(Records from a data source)
• • • • •

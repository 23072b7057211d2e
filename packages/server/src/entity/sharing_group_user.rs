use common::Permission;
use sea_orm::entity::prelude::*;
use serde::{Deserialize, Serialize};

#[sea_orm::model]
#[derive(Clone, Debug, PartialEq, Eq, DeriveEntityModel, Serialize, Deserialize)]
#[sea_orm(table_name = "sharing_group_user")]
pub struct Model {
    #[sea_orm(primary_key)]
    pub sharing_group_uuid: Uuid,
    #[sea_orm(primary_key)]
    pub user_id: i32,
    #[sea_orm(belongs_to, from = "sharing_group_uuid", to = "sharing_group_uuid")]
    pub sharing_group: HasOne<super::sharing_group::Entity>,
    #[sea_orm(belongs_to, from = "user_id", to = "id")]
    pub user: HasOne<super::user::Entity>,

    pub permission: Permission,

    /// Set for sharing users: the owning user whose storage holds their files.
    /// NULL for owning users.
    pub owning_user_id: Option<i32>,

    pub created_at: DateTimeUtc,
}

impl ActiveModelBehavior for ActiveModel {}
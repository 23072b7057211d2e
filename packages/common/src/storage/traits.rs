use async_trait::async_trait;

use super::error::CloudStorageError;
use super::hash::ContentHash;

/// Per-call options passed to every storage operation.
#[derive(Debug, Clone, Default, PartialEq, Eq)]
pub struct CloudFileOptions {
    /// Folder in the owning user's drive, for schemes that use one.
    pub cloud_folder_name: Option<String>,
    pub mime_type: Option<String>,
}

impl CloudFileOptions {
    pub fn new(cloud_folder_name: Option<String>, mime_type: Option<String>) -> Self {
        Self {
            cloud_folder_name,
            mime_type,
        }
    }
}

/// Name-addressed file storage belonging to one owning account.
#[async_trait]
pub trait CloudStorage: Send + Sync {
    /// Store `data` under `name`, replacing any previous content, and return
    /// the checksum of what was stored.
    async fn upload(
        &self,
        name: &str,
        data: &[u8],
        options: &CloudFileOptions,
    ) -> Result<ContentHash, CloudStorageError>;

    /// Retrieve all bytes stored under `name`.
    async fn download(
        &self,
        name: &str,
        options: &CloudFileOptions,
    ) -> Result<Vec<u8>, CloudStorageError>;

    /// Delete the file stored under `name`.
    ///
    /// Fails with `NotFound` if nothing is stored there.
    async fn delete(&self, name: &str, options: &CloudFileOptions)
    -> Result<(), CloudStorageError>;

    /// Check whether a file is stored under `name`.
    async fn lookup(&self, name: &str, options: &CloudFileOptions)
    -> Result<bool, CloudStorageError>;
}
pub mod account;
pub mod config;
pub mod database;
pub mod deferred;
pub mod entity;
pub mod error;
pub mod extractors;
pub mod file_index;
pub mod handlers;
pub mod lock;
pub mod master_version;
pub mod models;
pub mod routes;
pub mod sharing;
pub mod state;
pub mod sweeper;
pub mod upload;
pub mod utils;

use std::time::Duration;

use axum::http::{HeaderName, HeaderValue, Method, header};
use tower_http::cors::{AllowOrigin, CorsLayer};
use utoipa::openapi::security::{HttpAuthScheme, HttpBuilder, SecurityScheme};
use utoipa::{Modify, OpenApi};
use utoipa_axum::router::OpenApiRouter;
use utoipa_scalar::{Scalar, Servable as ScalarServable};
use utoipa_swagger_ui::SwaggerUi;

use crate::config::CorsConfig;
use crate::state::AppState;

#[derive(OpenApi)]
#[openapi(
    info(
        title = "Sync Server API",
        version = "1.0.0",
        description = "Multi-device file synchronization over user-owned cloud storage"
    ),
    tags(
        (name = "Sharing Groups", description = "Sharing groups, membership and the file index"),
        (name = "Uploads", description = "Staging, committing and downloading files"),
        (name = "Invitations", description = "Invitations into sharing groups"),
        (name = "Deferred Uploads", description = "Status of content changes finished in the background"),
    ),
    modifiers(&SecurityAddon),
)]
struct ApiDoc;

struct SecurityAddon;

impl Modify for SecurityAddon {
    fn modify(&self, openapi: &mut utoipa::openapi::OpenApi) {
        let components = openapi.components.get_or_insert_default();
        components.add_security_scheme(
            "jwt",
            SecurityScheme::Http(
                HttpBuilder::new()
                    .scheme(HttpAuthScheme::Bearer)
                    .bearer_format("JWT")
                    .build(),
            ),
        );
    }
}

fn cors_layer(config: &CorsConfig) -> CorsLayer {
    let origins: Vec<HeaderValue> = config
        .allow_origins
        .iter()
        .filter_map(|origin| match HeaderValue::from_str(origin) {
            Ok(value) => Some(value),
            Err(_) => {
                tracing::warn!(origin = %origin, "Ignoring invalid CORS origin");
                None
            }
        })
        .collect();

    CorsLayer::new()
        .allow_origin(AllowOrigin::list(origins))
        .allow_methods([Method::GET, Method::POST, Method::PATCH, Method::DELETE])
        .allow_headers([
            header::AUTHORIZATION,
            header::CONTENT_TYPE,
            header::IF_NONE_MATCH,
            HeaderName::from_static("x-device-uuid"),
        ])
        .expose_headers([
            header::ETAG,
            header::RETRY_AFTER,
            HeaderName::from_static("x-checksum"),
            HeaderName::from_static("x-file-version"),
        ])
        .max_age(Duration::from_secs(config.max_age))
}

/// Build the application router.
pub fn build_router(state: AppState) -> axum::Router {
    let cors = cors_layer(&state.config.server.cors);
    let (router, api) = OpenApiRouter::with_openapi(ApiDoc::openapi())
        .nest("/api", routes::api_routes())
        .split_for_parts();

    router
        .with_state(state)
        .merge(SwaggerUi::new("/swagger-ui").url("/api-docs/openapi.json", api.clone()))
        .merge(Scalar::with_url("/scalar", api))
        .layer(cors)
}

• • • • •

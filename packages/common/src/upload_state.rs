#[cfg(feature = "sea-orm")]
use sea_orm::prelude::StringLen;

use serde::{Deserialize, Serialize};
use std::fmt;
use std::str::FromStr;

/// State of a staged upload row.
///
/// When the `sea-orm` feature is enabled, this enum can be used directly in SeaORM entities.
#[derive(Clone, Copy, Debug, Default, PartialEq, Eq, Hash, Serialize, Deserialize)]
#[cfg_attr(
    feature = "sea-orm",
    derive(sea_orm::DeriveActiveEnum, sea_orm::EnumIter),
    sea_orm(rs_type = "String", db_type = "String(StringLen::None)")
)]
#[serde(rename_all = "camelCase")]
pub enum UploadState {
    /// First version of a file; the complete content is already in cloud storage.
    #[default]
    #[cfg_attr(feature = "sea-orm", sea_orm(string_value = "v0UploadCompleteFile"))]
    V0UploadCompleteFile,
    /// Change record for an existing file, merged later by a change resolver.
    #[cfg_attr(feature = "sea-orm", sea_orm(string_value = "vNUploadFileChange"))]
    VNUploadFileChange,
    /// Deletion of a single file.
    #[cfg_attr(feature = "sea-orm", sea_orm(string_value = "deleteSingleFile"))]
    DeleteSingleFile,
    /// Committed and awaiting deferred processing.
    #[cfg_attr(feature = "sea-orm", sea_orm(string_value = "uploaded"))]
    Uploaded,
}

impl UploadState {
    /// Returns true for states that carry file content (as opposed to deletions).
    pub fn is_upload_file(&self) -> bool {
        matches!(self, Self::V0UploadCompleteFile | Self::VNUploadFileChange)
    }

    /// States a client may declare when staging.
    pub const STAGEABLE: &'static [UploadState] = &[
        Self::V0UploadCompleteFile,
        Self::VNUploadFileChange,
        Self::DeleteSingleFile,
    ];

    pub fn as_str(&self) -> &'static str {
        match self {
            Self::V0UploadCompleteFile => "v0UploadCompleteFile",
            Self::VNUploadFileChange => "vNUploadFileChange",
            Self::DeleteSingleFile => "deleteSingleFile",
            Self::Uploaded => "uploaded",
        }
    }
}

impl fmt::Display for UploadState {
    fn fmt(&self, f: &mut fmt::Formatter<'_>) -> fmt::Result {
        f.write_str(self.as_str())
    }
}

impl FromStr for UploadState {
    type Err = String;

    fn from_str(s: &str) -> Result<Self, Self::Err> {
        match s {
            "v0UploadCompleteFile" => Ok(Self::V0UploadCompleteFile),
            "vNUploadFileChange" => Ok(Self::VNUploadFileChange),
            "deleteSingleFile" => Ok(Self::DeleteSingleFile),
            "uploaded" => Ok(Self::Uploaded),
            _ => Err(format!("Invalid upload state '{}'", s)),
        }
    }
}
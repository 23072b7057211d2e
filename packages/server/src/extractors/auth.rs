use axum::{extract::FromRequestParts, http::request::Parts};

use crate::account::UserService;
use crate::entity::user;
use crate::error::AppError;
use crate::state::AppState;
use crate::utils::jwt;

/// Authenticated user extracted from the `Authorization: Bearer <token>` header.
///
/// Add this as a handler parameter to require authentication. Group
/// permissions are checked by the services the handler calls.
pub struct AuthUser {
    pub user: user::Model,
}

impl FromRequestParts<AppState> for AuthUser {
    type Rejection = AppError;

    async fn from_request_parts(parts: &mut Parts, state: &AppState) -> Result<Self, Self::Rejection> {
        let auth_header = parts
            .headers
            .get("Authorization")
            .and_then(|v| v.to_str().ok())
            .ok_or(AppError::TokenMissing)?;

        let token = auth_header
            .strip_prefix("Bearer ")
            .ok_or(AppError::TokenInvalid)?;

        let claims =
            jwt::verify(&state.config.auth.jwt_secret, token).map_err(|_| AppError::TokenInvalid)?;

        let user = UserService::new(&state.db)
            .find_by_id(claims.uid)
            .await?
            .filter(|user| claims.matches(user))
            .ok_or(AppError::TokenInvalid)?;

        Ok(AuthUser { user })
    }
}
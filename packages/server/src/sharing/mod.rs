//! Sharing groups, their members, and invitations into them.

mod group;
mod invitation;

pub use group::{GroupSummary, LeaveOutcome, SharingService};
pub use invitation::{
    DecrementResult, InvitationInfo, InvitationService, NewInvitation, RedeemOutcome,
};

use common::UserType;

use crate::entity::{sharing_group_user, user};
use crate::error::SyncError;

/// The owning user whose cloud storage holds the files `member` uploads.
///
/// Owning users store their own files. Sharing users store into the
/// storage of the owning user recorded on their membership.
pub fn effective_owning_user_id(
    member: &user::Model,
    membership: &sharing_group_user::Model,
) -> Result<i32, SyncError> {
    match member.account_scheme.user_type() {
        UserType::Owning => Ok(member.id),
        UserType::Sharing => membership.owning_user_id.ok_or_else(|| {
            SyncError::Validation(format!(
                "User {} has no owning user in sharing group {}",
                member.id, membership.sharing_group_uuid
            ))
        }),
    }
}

• • • • •

ACTIVITY =
Take the records above and return, word for word, only the lines that fall from the line with "pub struct CloudFileOptions" to the line with "-> Result<ContentHash, CloudStorageError>;", both of them included.

THE ANSWER =
pub struct CloudFileOptions {
    /// Folder in the owning user's drive, for schemes that use one.
    pub cloud_folder_name: Option<String>,
    pub mime_type: Option<String>,
}

impl CloudFileOptions {
    pub fn new(cloud_folder_name: Option<String>, mime_type: Option<String>) -> Self {
        Self {
            cloud_folder_name,
            mime_type,
        }
    }
}

/// Name-addressed file storage belonging to one owning account.
#[async_trait]
pub trait CloudStorage: Send + Sync {
    /// Store `data` under `name`, replacing any previous content, and return
    /// the checksum of what was stored.
    async fn upload(
        &self,
        name: &str,
        data: &[u8],
        options: &CloudFileOptions,
    ) -> Result<ContentHash, CloudStorageError>;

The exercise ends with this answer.